Elena watched them from the doorway, heart cracking along its old fault lines. Three years since the diagnosis. Two years since he'd forgotten her name. One year since he'd stopped asking who she was, accepting her presence as simply part of his world—like sunlight, like the ticking clock, like the dog.
She crossed the room and took his hand, palm against palm. His skin was thinner now, veins mapped in blue beneath the surface. Sometimes, in the quiet moments between medication and meals, between confusion and clarity, he would squeeze back. Those moments were everything.
"The vitamin," he said today, pointing to the orange pill. "You used to take these."
Elena froze. He remembered something—he remembered something about HER. Not just a fact, but a memory.
"You took them," he continued, "when you were trying to get pregnant. Before."
Tears pricked her eyes. He was right. Twenty years ago, before they'd accepted that children wouldn't come, before they'd adopted Arthur from the shelter, before they'd built their life together in this house. He remembered the vitamins she'd taken during those months of hoping, of disappointment, of ultimately choosing each other instead.
"Yes," she whispered. "You remembered."
Marcus looked at her, really looked at her, his eyes clearing for a precious handful of seconds. "I remember that you're the one who stayed."
Arthur whined, sensing the shift in the room, and pressed closer to them both.

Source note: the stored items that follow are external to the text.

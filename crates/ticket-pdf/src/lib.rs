#![warn(missing_docs)]
//! # ticket-pdf
//!
//! Serializes one rendered ticket raster into a single-page PDF for the
//! file output mode. The writer is small and fully deterministic: objects
//! are emitted in a fixed order, the 1-bit canvas becomes a DeviceGray
//! image XObject with a `/Decode [1 0]` ramp (ink bits are black), and the
//! only stream filter is FlateDecode.
//!
//! Reference: PDF 32000-1:2008.

use std::io::{self, Write};

use chrono::NaiveDate;
use flate2::{write::ZlibEncoder, Compression};

/// Resolution of the source raster in dots per inch
pub const DEFAULT_DPI: u32 = 203;

/// Points per inch in PDF user space
const POINTS_PER_INCH: f32 = 72.0;

/// Document metadata for the Info dictionary
#[derive(Debug, Default, Clone)]
pub struct Meta {
    /// The document title
    pub title: Option<String>,
    /// The document author
    pub author: Option<String>,
    /// The producing program
    pub producer: Option<String>,
    /// Creation date; omitted entirely when `None` so that re-renders of
    /// the same ticket stay byte-identical
    pub creation: Option<NaiveDate>,
}

impl Meta {
    fn is_empty(&self) -> bool {
        self.title.is_none()
            && self.author.is_none()
            && self.producer.is_none()
            && self.creation.is_none()
    }
}

/// A packed 1-bit raster page, rows padded to whole bytes
#[derive(Debug, Copy, Clone)]
pub struct PageImage<'a> {
    /// Width in pixels
    pub width: u32,
    /// Height in pixels
    pub height: u32,
    /// Row-major packed pixel data, `(width + 7) / 8` bytes per row
    pub data: &'a [u8],
    /// Source resolution, maps pixels to PDF points
    pub dpi: u32,
}

impl PageImage<'_> {
    fn bytes_per_row(&self) -> usize {
        ((self.width + 7) / 8) as usize
    }

    fn points(&self) -> (f32, f32) {
        let scale = POINTS_PER_INCH / self.dpi as f32;
        (
            self.width as f32 * scale,
            self.height as f32 * scale,
        )
    }
}

struct ByteCounter<W> {
    inner: W,
    written: usize,
}

impl<W: Write> ByteCounter<W> {
    fn new(inner: W) -> Self {
        Self { inner, written: 0 }
    }
}

impl<W: Write> Write for ByteCounter<W> {
    fn write(&mut self, buf: &[u8]) -> io::Result<usize> {
        let len = self.inner.write(buf)?;
        self.written += len;
        Ok(len)
    }

    fn flush(&mut self) -> io::Result<()> {
        self.inner.flush()
    }
}

/// Escape a string for a PDF literal string `( ... )`
fn write_pdf_string<W: Write>(f: &mut W, s: &str) -> io::Result<()> {
    f.write_all(b"(")?;
    for b in s.bytes() {
        match b {
            b'(' | b')' | b'\\' => f.write_all(&[b'\\', b])?,
            b'\n' => f.write_all(b"\\n")?,
            b'\r' => f.write_all(b"\\r")?,
            _ => f.write_all(&[b])?,
        }
    }
    f.write_all(b")")
}

fn compress(data: &[u8]) -> io::Result<Vec<u8>> {
    let mut enc = ZlibEncoder::new(Vec::new(), Compression::new(6));
    enc.write_all(data)?;
    enc.finish()
}

/// Write a complete single-page PDF to `w`
///
/// The page is exactly the size of the raster at its resolution and the
/// image covers it fully.
pub fn write_pdf<W: Write>(w: W, image: &PageImage<'_>, meta: &Meta) -> io::Result<()> {
    let expected = image.bytes_per_row() * image.height as usize;
    if image.data.len() != expected {
        return Err(io::Error::new(
            io::ErrorKind::InvalidInput,
            format!(
                "raster data has {} bytes, expected {}",
                image.data.len(),
                expected
            ),
        ));
    }

    let mut f = ByteCounter::new(w);
    let mut offsets: Vec<usize> = Vec::with_capacity(8);
    let (pw, ph) = image.points();

    writeln!(f, "%PDF-1.4")?;
    f.write_all(&[b'%', 180, 200, 220, 240, b'\n'])?;

    // 1: Catalog
    offsets.push(f.written);
    writeln!(f, "1 0 obj\n<< /Type /Catalog /Pages 2 0 R >>\nendobj")?;

    // 2: Pages
    offsets.push(f.written);
    writeln!(f, "2 0 obj\n<< /Type /Pages /Kids [3 0 R] /Count 1 >>\nendobj")?;

    // 3: Page
    offsets.push(f.written);
    writeln!(
        f,
        "3 0 obj\n<< /Type /Page /Parent 2 0 R /MediaBox [0 0 {:.2} {:.2}] \
         /Resources << /XObject << /T0 4 0 R >> /ProcSet [/PDF /ImageB] >> \
         /Contents 5 0 R >>\nendobj",
        pw, ph
    )?;

    // 4: the ticket raster as an image XObject
    offsets.push(f.written);
    let image_data = compress(image.data)?;
    writeln!(
        f,
        "4 0 obj\n<< /Type /XObject /Subtype /Image /Width {} /Height {} \
         /ColorSpace /DeviceGray /BitsPerComponent 1 /Decode [1 0] \
         /Filter /FlateDecode /Length {} >>\nstream",
        image.width,
        image.height,
        image_data.len()
    )?;
    f.write_all(&image_data)?;
    writeln!(f, "\nendstream\nendobj")?;

    // 5: content stream scaling the image onto the page
    offsets.push(f.written);
    let contents = format!("q\n{:.2} 0 0 {:.2} 0 0 cm\n/T0 Do\nQ\n", pw, ph);
    writeln!(f, "5 0 obj\n<< /Length {} >>\nstream", contents.len())?;
    f.write_all(contents.as_bytes())?;
    writeln!(f, "endstream\nendobj")?;

    // 6: Info
    let info_id = if meta.is_empty() {
        None
    } else {
        offsets.push(f.written);
        writeln!(f, "6 0 obj")?;
        f.write_all(b"<<")?;
        if let Some(title) = &meta.title {
            f.write_all(b" /Title ")?;
            write_pdf_string(&mut f, title)?;
        }
        if let Some(author) = &meta.author {
            f.write_all(b" /Author ")?;
            write_pdf_string(&mut f, author)?;
        }
        if let Some(producer) = &meta.producer {
            f.write_all(b" /Producer ")?;
            write_pdf_string(&mut f, producer)?;
        }
        if let Some(creation) = &meta.creation {
            write!(f, " /CreationDate (D:{}000000)", creation.format("%Y%m%d"))?;
        }
        writeln!(f, " >>\nendobj")?;
        Some(6)
    };

    // xref
    let startxref = f.written;
    writeln!(f, "xref\n0 {}", offsets.len() + 1)?;
    writeln!(f, "0000000000 65535 f ")?;
    for offset in &offsets {
        writeln!(f, "{:010} 00000 n ", offset)?;
    }
    writeln!(f, "trailer")?;
    write!(f, "<< /Size {} /Root 1 0 R", offsets.len() + 1)?;
    if let Some(id) = info_id {
        write!(f, " /Info {} 0 R", id)?;
    }
    writeln!(f, " >>")?;
    writeln!(f, "startxref\n{}\n%%EOF", startxref)?;
    Ok(())
}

Later that evening, after Marcus was asleep and Arthur was snoring on his bed beside the couch, Elena sat in the dark living room holding her husband's hand. Tomorrow he might not remember the vitamins. Might not remember her name. But for tonight, in the space between forgetting and knowing, they had this—this moment where he'd seen her truly, where he'd chosen to remember love rather than loss.
The rest would come tomorrow, as it always did. But this—this was enough.